にも拘らず今回は後ろに督戦隊でも居るかの様な無理な攻めを、中隊長は各分隊長に強要して居るのだ。
一回目の死亡から新しい身体に乗り換え身支度を整えて再出撃するまでの間に、シンは何故中隊長がそんな無理攻めを強いる様な真似をして居るのかを考えていた。
恐らくは……日本政府辺りから政治的な判断を含めて何らかの横槍が入ったのだろう。
先日札幌で起きた自衛隊駐屯地前での惨劇は、平和ボケして居た日本人にその平和が何時脅かされるか分からないと感じさせるには、十分な衝撃を持ったニュースだった。
コレが遠くで起きた災害だったり事件だったならば、未だ画面の向こう側の事……と甘く見るのが普段の日本人だっただろうが、宇宙カマキリの生息地は今現在確認されて居ない場所を含めれば何処から湧いて出ても不思議は無いのだ。
富士の樹海に宇宙カマキリの営巣地は無い……と今の所は言われているが、札幌市内だってこの間の一件が無ければ、無いと油断して今目指しているだろう場所でワラワラと大繁殖して居た可能性は決して低く無い事を考えれば油断するほうが間違っている。
札幌は200万近い人口を抱える日本国内でも上位に食い込む大都市で有り、首都東京とはかなり離れているとは言え、その御膝元にこうして相応の営巣地が有ったのだから、他の都市圏に似た様な物が絶対に無いとは誰も断言は出来ないのだ。
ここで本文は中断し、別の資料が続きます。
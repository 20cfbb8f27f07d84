//! FreshPickedLeads スクレイパー実装
//!
//! ログイン → 日付フィルタ → Fetch Leads → Download の順にブラウザを操作し、
//! エクスポートされたCSVをダウンロードディレクトリに保存する

use std::collections::HashSet;
use std::path::{Path, PathBuf};
use std::sync::Arc;
use std::time::{Duration, Instant};

use async_trait::async_trait;
use chromiumoxide::browser::{Browser, BrowserConfig};
use chromiumoxide::cdp::browser_protocol::browser::{
    SetDownloadBehaviorBehavior, SetDownloadBehaviorParams,
};
use chromiumoxide::element::Element;
use chromiumoxide::page::ScreenshotParams;
use chromiumoxide::Page;
use futures::StreamExt;
use tokio::task::JoinHandle;
use tokio::time::sleep;
use tracing::{debug, info, warn};

use crate::config::ScraperConfig;
use crate::download_dir::{has_partial_downloads, list_csv_files};
use crate::error::ScraperError;
use crate::traits::LeadsBrowser;

use super::types::DateRange;

const LOGIN_URL: &str = "https://freshpickedleads.com/login?redirect=%2Fapp%2Fleads";

const EMAIL_SELECTOR: &str = "input[name*='email']";
const PASSWORD_SELECTOR: &str = "input[name*='password']";
const LOGIN_BUTTON_SELECTOR: &str = "button[class*='Login__Button']";
const START_DATE_SELECTOR: &str = "input[name*='start']";
const END_DATE_SELECTOR: &str = "input[name*='end']";

const FETCH_BUTTON_TEXT: &str = "Fetch Leads";
const DOWNLOAD_BUTTON_TEXT: &str = "Download";

/// ログインボタン押下後、リダイレクトを待つ上限
const LOGIN_SETTLE_SECS: u64 = 10;
const POLL_INTERVAL_MS: u64 = 500;

/// FreshPickedLeads スクレイパー
pub struct FreshPickedScraper {
    config: ScraperConfig,
    browser: Option<Browser>,
    page: Option<Arc<Page>>,
    handler: Option<JoinHandle<()>>,
}

impl FreshPickedScraper {
    pub fn new(config: ScraperConfig) -> Self {
        Self {
            config,
            browser: None,
            page: None,
            handler: None,
        }
    }

    fn get_page(&self) -> Result<Arc<Page>, ScraperError> {
        self.page
            .clone()
            .ok_or_else(|| ScraperError::BrowserInit("Browser not initialized".into()))
    }

    /// 要素が現れるまでポーリング
    async fn wait_for_element(
        &self,
        page: &Page,
        selector: &str,
        label: &str,
    ) -> Result<Element, ScraperError> {
        let start = Instant::now();
        loop {
            match page.find_element(selector).await {
                Ok(element) => {
                    debug!("{} を検出 ({})", label, selector);
                    return Ok(element);
                }
                Err(e) => {
                    if start.elapsed() > self.config.timeout {
                        return Err(ScraperError::ElementNotFound(format!(
                            "{} ({}): {}",
                            label, selector, e
                        )));
                    }
                }
            }
            sleep(Duration::from_millis(POLL_INTERVAL_MS)).await;
        }
    }

    /// テキストを含むボタンをJavaScriptでクリック（表示されるまでポーリング）
    async fn click_button_with_text(&self, page: &Page, text: &str) -> Result<(), ScraperError> {
        let needle = serde_json::to_string(text)
            .map_err(|e| ScraperError::Navigation(format!("button text: {}", e)))?;
        let script = format!(
            r#"
            (function() {{
                var buttons = document.querySelectorAll('button');
                for (var i = 0; i < buttons.length; i++) {{
                    if (buttons[i].textContent.indexOf({}) >= 0 && !buttons[i].disabled) {{
                        buttons[i].click();
                        return true;
                    }}
                }}
                return false;
            }})()
            "#,
            needle
        );

        let start = Instant::now();
        loop {
            let clicked: bool = page
                .evaluate(script.as_str())
                .await
                .map_err(|e| ScraperError::Navigation(format!("{} button: {}", text, e)))?
                .into_value()
                .unwrap_or(false);

            if clicked {
                info!("'{}' ボタンをクリック", text);
                return Ok(());
            }
            if start.elapsed() > self.config.timeout {
                return Err(ScraperError::ElementNotFound(format!(
                    "button containing '{}'",
                    text
                )));
            }
            sleep(Duration::from_millis(POLL_INTERVAL_MS)).await;
        }
    }

    async fn current_url(page: &Page) -> String {
        page.evaluate("window.location.href")
            .await
            .ok()
            .and_then(|v| v.into_value::<String>().ok())
            .unwrap_or_default()
    }

    fn is_login_url(url: &str) -> bool {
        url.to_ascii_lowercase().contains("/login")
    }

    /// Download ボタンが見つからない場合はそのまま返し、それ以外はダウンロード失敗とする
    fn download_error(err: ScraperError) -> ScraperError {
        match err {
            ScraperError::ElementNotFound(_) => err,
            other => ScraperError::Download(other.to_string()),
        }
    }

    /// デバッグスクリーンショット（SCRAPER_DEBUG=true のときのみ）
    async fn debug_screenshot(&self, page: &Page, label: &str) {
        if !self.config.debug {
            return;
        }
        match page
            .screenshot(ScreenshotParams::builder().full_page(true).build())
            .await
        {
            Ok(screenshot) => {
                use base64::Engine;
                let encoded = base64::engine::general_purpose::STANDARD.encode(&screenshot);
                info!("{} スクリーンショット: data:image/png;base64,{}", label, encoded);
            }
            Err(e) => warn!("{} スクリーンショット取得失敗: {}", label, e),
        }
    }
}

#[async_trait]
impl LeadsBrowser for FreshPickedScraper {
    fn download_dir(&self) -> &Path {
        &self.config.download_path
    }

    async fn initialize(&mut self) -> Result<(), ScraperError> {
        info!("ブラウザを初期化中...");

        // ダウンロードディレクトリを作成
        std::fs::create_dir_all(&self.config.download_path)?;

        let download_path = self
            .config
            .download_path
            .canonicalize()
            .unwrap_or_else(|_| self.config.download_path.clone());
        info!("Chromeダウンロード先: {}", download_path.display());

        let mut builder = BrowserConfig::builder()
            .window_size(1920, 1080)
            .no_sandbox()
            .request_timeout(Duration::from_secs(60))
            .arg("--disable-blink-features=AutomationControlled")
            .arg("--disable-dev-shm-usage")
            .arg("--disable-gpu");

        if !self.config.headless {
            builder = builder.with_head();
        }
        if let Some(chrome_path) = &self.config.chrome_path {
            builder = builder.chrome_executable(chrome_path);
        }
        if self.config.debug {
            builder = builder.arg("--enable-logging=stderr").arg("--v=1");
        }

        let browser_config = builder
            .build()
            .map_err(|e| ScraperError::BrowserInit(format!("browser config: {}", e)))?;

        let (browser, mut handler) = Browser::launch(browser_config)
            .await
            .map_err(|e| ScraperError::BrowserInit(e.to_string()))?;

        // ブラウザイベントハンドラをバックグラウンドで実行
        self.handler = Some(tokio::spawn(async move {
            while let Some(event) = handler.next().await {
                debug!("Browser event: {:?}", event);
            }
        }));

        let page = browser
            .new_page("about:blank")
            .await
            .map_err(|e| ScraperError::BrowserInit(e.to_string()))?;

        // ダウンロード先を設定（サイトが付けたファイル名のまま保存）
        let download_params = SetDownloadBehaviorParams::builder()
            .behavior(SetDownloadBehaviorBehavior::Allow)
            .download_path(download_path.to_string_lossy().to_string())
            .events_enabled(true)
            .build()
            .map_err(|e| ScraperError::BrowserInit(format!("download behavior: {}", e)))?;

        page.execute(download_params)
            .await
            .map_err(|e| ScraperError::BrowserInit(format!("download behavior: {}", e)))?;

        self.browser = Some(browser);
        self.page = Some(Arc::new(page));

        info!("ブラウザ初期化完了");
        Ok(())
    }

    async fn login(&mut self) -> Result<(), ScraperError> {
        let page = self.get_page()?;
        info!("ログインページへ移動: {}", LOGIN_URL);

        page.goto(LOGIN_URL)
            .await
            .map_err(|e| ScraperError::Navigation(e.to_string()))?;
        page.wait_for_navigation()
            .await
            .map_err(|e| ScraperError::Navigation(e.to_string()))?;

        let url = Self::current_url(&page).await;
        if !Self::is_login_url(&url) {
            return Err(ScraperError::Navigation(format!(
                "unexpected page loaded: {}",
                url
            )));
        }
        info!("ログインページ読み込み完了");

        self.wait_for_element(&page, EMAIL_SELECTOR, "email input")
            .await?
            .click()
            .await
            .map_err(|e| ScraperError::Login(format!("email input: {}", e)))?
            .type_str(&self.config.email)
            .await
            .map_err(|e| ScraperError::Login(format!("email input: {}", e)))?;
        debug!("メールアドレス入力完了");

        self.wait_for_element(&page, PASSWORD_SELECTOR, "password input")
            .await?
            .click()
            .await
            .map_err(|e| ScraperError::Login(format!("password input: {}", e)))?
            .type_str(&self.config.password)
            .await
            .map_err(|e| ScraperError::Login(format!("password input: {}", e)))?;
        debug!("パスワード入力完了");

        self.wait_for_element(&page, LOGIN_BUTTON_SELECTOR, "login button")
            .await?
            .click()
            .await
            .map_err(|e| ScraperError::Login(format!("login button: {}", e)))?;
        info!("ログインボタンをクリック、リダイレクト待機中...");

        // ログイン成功ならアプリ画面へリダイレクトされる
        let start = Instant::now();
        loop {
            let url = Self::current_url(&page).await;
            if !url.is_empty() && !Self::is_login_url(&url) {
                info!("ログイン成功: {}", url);
                return Ok(());
            }
            if start.elapsed() > Duration::from_secs(LOGIN_SETTLE_SECS) {
                self.debug_screenshot(&page, "Login").await;
                return Err(ScraperError::Login(format!(
                    "still on login page after {}s (invalid credentials or blocked): {}",
                    LOGIN_SETTLE_SECS, url
                )));
            }
            sleep(Duration::from_millis(POLL_INTERVAL_MS)).await;
        }
    }

    async fn set_date_range(&mut self, range: &DateRange) -> Result<(), ScraperError> {
        let page = self.get_page()?;
        info!("日付範囲を設定中: {} 〜 {}", range.start, range.end);

        self.wait_for_element(&page, START_DATE_SELECTOR, "start date input")
            .await?
            .click()
            .await
            .map_err(|e| ScraperError::Navigation(format!("start date input: {}", e)))?
            .type_str(range.start_keys())
            .await
            .map_err(|e| ScraperError::Navigation(format!("start date input: {}", e)))?;
        debug!("開始日入力: {}", range.start_keys());

        // 日付ピッカーが閉じるのを待つ
        sleep(Duration::from_secs(2)).await;

        self.wait_for_element(&page, END_DATE_SELECTOR, "end date input")
            .await?
            .click()
            .await
            .map_err(|e| ScraperError::Navigation(format!("end date input: {}", e)))?
            .type_str(range.end_keys())
            .await
            .map_err(|e| ScraperError::Navigation(format!("end date input: {}", e)))?;
        debug!("終了日入力: {}", range.end_keys());

        info!("日付範囲設定完了");
        Ok(())
    }

    async fn fetch_leads(&mut self) -> Result<(), ScraperError> {
        let page = self.get_page()?;
        info!("リードを取得中...");
        self.click_button_with_text(&page, FETCH_BUTTON_TEXT).await?;
        sleep(Duration::from_secs(2)).await;
        Ok(())
    }

    async fn trigger_download(&mut self) -> Result<(), ScraperError> {
        let page = self.get_page()?;
        info!("CSVをダウンロード中...");
        self.click_button_with_text(&page, DOWNLOAD_BUTTON_TEXT)
            .await
            .map_err(Self::download_error)
    }

    async fn wait_for_files(
        &mut self,
        before: &HashSet<PathBuf>,
    ) -> Result<Vec<PathBuf>, ScraperError> {
        let dir = self.config.download_path.clone();
        let timeout = self.config.download_timeout;
        let settle = self.config.download_settle;
        let start = Instant::now();
        let mut last_count = None;
        let mut changed_at = Instant::now();

        loop {
            let new_files: Vec<PathBuf> = list_csv_files(&dir)?
                .into_iter()
                .filter(|path| !before.contains(path))
                .collect();
            let partial = has_partial_downloads(&dir)?;

            if last_count != Some(new_files.len()) {
                last_count = Some(new_files.len());
                changed_at = Instant::now();
            }
            let ready = new_files.len() >= self.config.min_files && !partial;

            // 新規CSVが settle の間増えず、途中ファイルも無ければ完了
            if ready && changed_at.elapsed() >= settle {
                info!("ダウンロード完了: CSVファイル {}件", new_files.len());
                for path in &new_files {
                    info!("CSVファイル検出: {:?}", path);
                }
                return Ok(new_files);
            }

            if start.elapsed() > timeout {
                if ready {
                    warn!(
                        "{}秒以内に新しいCSVが止まりませんでした。検出済み {}件で続行します",
                        timeout.as_secs(),
                        new_files.len()
                    );
                    return Ok(new_files);
                }
                return Err(ScraperError::Timeout(format!(
                    "{} of {} CSV file(s) arrived within {}s",
                    new_files.len(),
                    self.config.min_files,
                    timeout.as_secs()
                )));
            }

            sleep(Duration::from_millis(POLL_INTERVAL_MS)).await;
        }
    }

    async fn close(&mut self) -> Result<(), ScraperError> {
        info!("ブラウザを終了中...");

        self.page = None;
        if let Some(mut browser) = self.browser.take() {
            if let Err(e) = browser.close().await {
                warn!("ブラウザ終了に失敗: {}", e);
            }
            if let Err(e) = browser.wait().await {
                debug!("ブラウザプロセスの終了待ちに失敗: {}", e);
            }
        }
        if let Some(handler) = self.handler.take() {
            handler.abort();
        }

        info!("ブラウザ終了完了");
        Ok(())
    }
}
それ故に恐らく政府かもしくは何処かの官僚辺りが、サクッと話題を潰す為に早急に事態の元と成ったであろう営巣地を潰させて幕引きを図ろうとしているのではなかろうか?
その為に何等かの取り引きを今回の中隊長に持ち掛け……或いはもっと上に対してソレを行って居ても不思議は無い。
どこまで行っても事実が分からない以上は推測の域を出る事は無いが、痛い思いをして居るのはどうしたって現場で戦う俺達マーセだ!
そんな憤りを感じながらもシンは少しでも多く仲間が痛い思いをしなくても済む様に、前線へと戻ると同時に軍曹の直ぐ後ろへと着いて、索敵の為に舌打ちをするのだった。